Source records
▶
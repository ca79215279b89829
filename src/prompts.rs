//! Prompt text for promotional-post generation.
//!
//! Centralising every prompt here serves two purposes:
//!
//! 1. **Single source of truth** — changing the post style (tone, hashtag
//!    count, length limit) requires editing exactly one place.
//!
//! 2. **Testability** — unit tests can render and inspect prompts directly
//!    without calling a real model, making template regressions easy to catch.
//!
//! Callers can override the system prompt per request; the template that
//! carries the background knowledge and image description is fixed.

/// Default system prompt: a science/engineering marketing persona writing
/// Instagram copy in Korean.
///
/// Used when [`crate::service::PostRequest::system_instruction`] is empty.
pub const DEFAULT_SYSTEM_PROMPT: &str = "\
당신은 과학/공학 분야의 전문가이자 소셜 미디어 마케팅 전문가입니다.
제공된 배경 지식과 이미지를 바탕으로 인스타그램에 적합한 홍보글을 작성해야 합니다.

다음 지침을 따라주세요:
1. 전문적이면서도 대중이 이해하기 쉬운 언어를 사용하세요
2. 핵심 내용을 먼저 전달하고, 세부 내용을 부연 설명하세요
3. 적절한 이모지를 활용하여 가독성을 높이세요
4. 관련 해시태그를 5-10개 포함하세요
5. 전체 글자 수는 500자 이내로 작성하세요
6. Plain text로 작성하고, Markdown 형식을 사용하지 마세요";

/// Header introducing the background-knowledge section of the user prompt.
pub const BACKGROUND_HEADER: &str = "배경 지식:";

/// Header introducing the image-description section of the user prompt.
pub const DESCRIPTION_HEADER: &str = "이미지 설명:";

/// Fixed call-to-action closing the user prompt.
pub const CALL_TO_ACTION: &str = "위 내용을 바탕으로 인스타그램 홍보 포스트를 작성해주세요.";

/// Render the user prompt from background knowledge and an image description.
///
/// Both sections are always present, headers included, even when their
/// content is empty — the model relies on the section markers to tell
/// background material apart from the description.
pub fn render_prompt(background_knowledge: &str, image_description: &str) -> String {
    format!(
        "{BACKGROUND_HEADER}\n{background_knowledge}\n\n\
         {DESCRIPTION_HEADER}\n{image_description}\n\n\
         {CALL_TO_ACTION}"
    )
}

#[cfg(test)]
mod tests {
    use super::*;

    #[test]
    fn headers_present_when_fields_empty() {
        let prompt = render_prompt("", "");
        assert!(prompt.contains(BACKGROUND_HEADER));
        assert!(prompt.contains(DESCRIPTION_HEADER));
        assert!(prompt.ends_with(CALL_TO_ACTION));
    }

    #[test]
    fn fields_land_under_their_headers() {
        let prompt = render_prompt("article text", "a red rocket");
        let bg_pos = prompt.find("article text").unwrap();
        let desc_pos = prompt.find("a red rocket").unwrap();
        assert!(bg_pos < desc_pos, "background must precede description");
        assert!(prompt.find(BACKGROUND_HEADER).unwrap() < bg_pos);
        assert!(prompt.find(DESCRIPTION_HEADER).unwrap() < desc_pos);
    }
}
◀
**Task to complete**
Which lines hold the word "tests"? Copy each of them from the records.

**Written response**
//! 2. **Testability** — unit tests can render and inspect prompts directly
mod tests {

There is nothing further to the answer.